THE NAKED CITY – SMELLS LIKE AN OLD CARDIGAN

THE NAKED CITY – SMELLS LIKE AN OLD CARDIGAN

It’s no secret that the kind of ‘fine’ art that is traded through auction houses like Sotheby’s and Christie’s is often viewed as an investment opportunity rather than a recognition of the work’s intrinsic value. Million-dollar paintings often end up in bank vaults and may never see the light of day, let alone an appreciative viewer, until they are traded again years later.

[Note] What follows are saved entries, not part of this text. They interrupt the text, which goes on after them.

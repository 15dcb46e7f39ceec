use super::EdgeVisionApp;
use crate::config::AppConfig;
use crate::export::gray_to_rgba;
use crate::image::{ImageMeta, UploadedImage, human_readable_bytes};
use arboard::{Clipboard, Error as ClipboardError, ImageData};
use egui::Context;
use std::borrow::Cow;

struct ValidatedClipboardSize {
    width: usize,
    height: usize,
    expected_len: usize,
}

impl EdgeVisionApp {
    pub(crate) fn paste_image_from_clipboard(&mut self, ctx: &Context) {
        self.image.pending_task = None;
        match capture_clipboard_image(&self.config) {
            Ok(uploaded) => {
                let meta = ImageMeta::from_clipboard(uploaded.byte_len());
                self.install_image(ctx, uploaded, meta);
            }
            Err(err) => {
                log::warn!("{err}");
                self.set_status(err);
            }
        }
    }

    pub(crate) fn copy_result_to_clipboard(&mut self) {
        let Some(processed) = self.image.session.as_ref().and_then(|s| s.processed()) else {
            self.set_status("Nothing to copy yet.");
            return;
        };
        let (width, height) = processed.edges.dimensions();
        let data = ImageData {
            width: width as usize,
            height: height as usize,
            bytes: Cow::Owned(gray_to_rgba(&processed.edges)),
        };
        let label = processed.algorithm.label();
        let result = Clipboard::new().and_then(|mut clipboard| clipboard.set_image(data));
        match result {
            Ok(()) => self.set_status(format!("Copied {label} result to clipboard.")),
            Err(err) => {
                let msg = format_clipboard_error("Copy", err);
                log::warn!("{msg}");
                self.set_status(msg);
            }
        }
    }
}

fn capture_clipboard_image(cfg: &AppConfig) -> Result<UploadedImage, String> {
    let mut clipboard = Clipboard::new().map_err(|err| format_clipboard_error("Paste", err))?;
    let data = clipboard
        .get_image()
        .map_err(|err| format_clipboard_error("Paste", err))?;
    let size = validate_clipboard_image(cfg, data.width, data.height)?;
    if data.bytes.len() < size.expected_len {
        return Err("Paste failed: clipboard image data is truncated.".to_string());
    }
    UploadedImage::from_rgba(size.width, size.height, &data.bytes[..size.expected_len])
        .map_err(|err| format!("Paste failed: {err}"))
}

fn validate_clipboard_image(
    cfg: &AppConfig,
    width: usize,
    height: usize,
) -> Result<ValidatedClipboardSize, String> {
    if width == 0 || height == 0 {
        return Err("Paste failed: clipboard image is empty.".to_string());
    }
    let limits = cfg.effective_image_limits();
    let width_u32 = u32::try_from(width).unwrap_or(u32::MAX);
    let height_u32 = u32::try_from(height).unwrap_or(u32::MAX);
    if width_u32 > limits.image_dim || height_u32 > limits.image_dim {
        return Err(format!(
            "Paste failed: clipboard image {width}x{height} exceeds the per-side limit ({} px).",
            limits.image_dim
        ));
    }

    let total_pixels = u64::try_from(width)
        .ok()
        .and_then(|w| u64::try_from(height).ok().and_then(|h| w.checked_mul(h)))
        .ok_or_else(|| {
            "Paste failed: clipboard dimensions are too large for this system.".to_string()
        })?;
    if total_pixels > limits.total_pixels {
        return Err(format!(
            "Paste failed: clipboard image too large: {width}x{height} (~{} MP) exceeds limit (~{} MP).",
            total_pixels / 1_000_000,
            limits.total_pixels / 1_000_000
        ));
    }

    let rgba_bytes = total_pixels.checked_mul(4).ok_or_else(|| {
        "Paste failed: clipboard image is too large to fit in memory.".to_string()
    })?;
    if rgba_bytes > limits.alloc_bytes {
        return Err(format!(
            "Paste failed: clipboard image needs about {} of RGBA data, over the configured limit ({}).",
            human_readable_bytes(rgba_bytes),
            human_readable_bytes(limits.alloc_bytes)
        ));
    }

    let expected_len = usize::try_from(rgba_bytes).map_err(|_| {
        "Paste failed: clipboard image does not fit in available memory.".to_string()
    })?;

    Ok(ValidatedClipboardSize {
        width,
        height,
        expected_len,
    })
}

fn format_clipboard_error(action: &str, err: ClipboardError) -> String {
    match err {
        ClipboardError::ContentNotAvailable => {
            format!("{action} failed: clipboard does not contain an image.")
        }
        ClipboardError::ClipboardNotSupported => {
            format!("{action} failed: clipboard access is not supported in this environment.")
        }
        ClipboardError::ClipboardOccupied => {
            format!("{action} failed: clipboard is busy; try again in a moment.")
        }
        ClipboardError::ConversionFailure => {
            format!("{action} failed: clipboard image could not be converted.")
        }
        ClipboardError::Unknown { description } => {
            format!("{action} failed: {description}")
        }
        _ => {
            format!("{action} failed: {err}")
        }
    }
}

#[cfg(test)]
mod tests {
    use super::*;

    #[test]
    fn empty_clipboard_image_is_rejected() {
        let cfg = AppConfig::default();
        let err = validate_clipboard_image(&cfg, 0, 10).err().expect("empty");
        assert!(err.contains("empty"));
    }

    #[test]
    fn oversized_clipboard_side_is_rejected() {
        let cfg = AppConfig::default();
        let limit = cfg.effective_image_limits().image_dim as usize;
        let err = validate_clipboard_image(&cfg, limit + 1, 1)
            .err()
            .expect("too wide");
        assert!(err.contains("per-side limit"));
    }

    #[test]
    fn valid_size_reports_rgba_length() {
        let cfg = AppConfig::default();
        let size = validate_clipboard_image(&cfg, 640, 480).expect("fits");
        assert_eq!(size.expected_len, 640 * 480 * 4);
    }

    #[test]
    fn errors_name_the_action() {
        assert_eq!(
            format_clipboard_error("Copy", ClipboardError::ClipboardOccupied),
            "Copy failed: clipboard is busy; try again in a moment."
        );
    }
}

Secondary to the world of renaissance masters and Banksy’s that sell for $18 million is the somewhat insane market in celebrity and historical memorabilia. Whether the auctioned items, which range from rock guitars, through movie props and costumes, to personal clothing, are acquired by cashed-up fans or cunning investors is not entirely clear. However, it’s the grossly inflated prices paid for some pieces that suggest it’s only the ultra-wealthy that indulge in what is often viewed as a somewhat absurd scavenger hunt.

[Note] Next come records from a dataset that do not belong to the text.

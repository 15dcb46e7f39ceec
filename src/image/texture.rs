use egui::{ColorImage, Context, TextureHandle, TextureOptions};
use image::{GrayImage, RgbImage};

pub fn rgb_to_color_image(image: &RgbImage) -> ColorImage {
    let size = [image.width() as usize, image.height() as usize];
    ColorImage::from_rgb(size, image.as_raw())
}

pub fn gray_to_color_image(image: &GrayImage) -> ColorImage {
    let size = [image.width() as usize, image.height() as usize];
    ColorImage::from_gray(size, image.as_raw())
}

/// GPU texture mirroring either the uploaded image or the latest edge map.
pub struct ImageTexture {
    pub size: [usize; 2],
    pub texture: TextureHandle,
}

impl ImageTexture {
    fn upload(ctx: &Context, name: &str, pixels: ColorImage) -> Self {
        let size = pixels.size;
        let texture = ctx.load_texture(name, pixels, TextureOptions::LINEAR);
        Self { size, texture }
    }

    pub fn from_rgb(ctx: &Context, name: &str, image: &RgbImage) -> Self {
        Self::upload(ctx, name, rgb_to_color_image(image))
    }

    pub fn from_gray(ctx: &Context, name: &str, image: &GrayImage) -> Self {
        Self::upload(ctx, name, gray_to_color_image(image))
    }

    /// Swap in a new edge map, reusing the texture slot.
    pub fn replace_gray(&mut self, image: &GrayImage) {
        let pixels = gray_to_color_image(image);
        self.size = pixels.size;
        self.texture.set(pixels, TextureOptions::LINEAR);
    }
}

#[cfg(test)]
mod tests {
    use super::*;
    use egui::Color32;
    use image::{Luma, Rgb};

    #[test]
    fn rgb_pixels_keep_order() {
        let img = RgbImage::from_fn(2, 1, |x, _| Rgb([if x == 0 { 255 } else { 0 }, 0, 9]));
        let color = rgb_to_color_image(&img);
        assert_eq!(color.size, [2, 1]);
        assert_eq!(color.pixels[0], Color32::from_rgb(255, 0, 9));
        assert_eq!(color.pixels[1], Color32::from_rgb(0, 0, 9));
    }

    #[test]
    fn gray_maps_to_equal_channels() {
        let img = GrayImage::from_pixel(3, 2, Luma([200]));
        let color = gray_to_color_image(&img);
        assert_eq!(color.size, [3, 2]);
        assert!(color.pixels.iter().all(|c| *c == Color32::from_gray(200)));
    }

    #[test]
    fn replacing_edge_map_updates_size() {
        let ctx = Context::default();
        let mut tex = ImageTexture::from_gray(&ctx, "edges", &GrayImage::new(4, 4));
        assert_eq!(tex.size, [4, 4]);
        tex.replace_gray(&GrayImage::new(6, 2));
        assert_eq!(tex.size, [6, 2]);
        assert_eq!(tex.texture.size(), [6, 2]);
    }
}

Take the recent sale of Kurt Cobain’s rather motley olive green acrylic and mohair cardigan which sold at auction for $500,000. It was the same cardigan he wore on the legendary MTV Unplugged session, way back in 1994 and it would be interesting to sight its provenance over the past 25 years. Given that a sweater owned by the Nirvana frontman also sold for some $75,000, surely the hunt is now on for any item of clothing that once graced his body – socks, underpants and even a pungent pair of old sneakers included.

Fortunately, the current obsession with celebrity memorabilia does not include actual body parts apart from the odd lock hair or a collection of nail clippings. This, of course, was not always the case and perhaps the most celebrated ‘dismemberorabilia’ of the past two centuries is that of Napoleon’s penis. The rather modestly sized appendage was supposedly removed during his autopsy and given to Abbé Anges Paul Vignali, the priest who read the famous leader his last rites.

It was then sold to an American rare books dealer and for a time exhibited at the Museum Of French Art in New York (oh yes, the queues were around the block!). In more recent years it was acquired by the Lattimer Family of New Jersey, after it was bought at auction in Paris for $3000. Now a prized family relic, its somewhat mythical journey is detailed in Tony Perrottet’s book Napoleon’s Privates, in which he notes that at one stage of its travels:

“It was in a little leather presentation box, and it had been fried out in the air. It hadn’t been put in the formaldehyde, so it was rather the worse for wear, a bit like beef jerky.”

Whether it will ever surface on eBay or at a Sotheby’s auction in the future remains to be seen. Whilst such a sale might well be considered morbid or in bad taste let’s not forget there is a still a billion-dollar illegal trade in body parts from kidneys harvested in the Philippines to all manner of organs still traded out of Chinese prisons. Maybe in some future Bladerunner style world, the rich will be able to bid for a new liver or set of lungs at an exclusive London or New York auction.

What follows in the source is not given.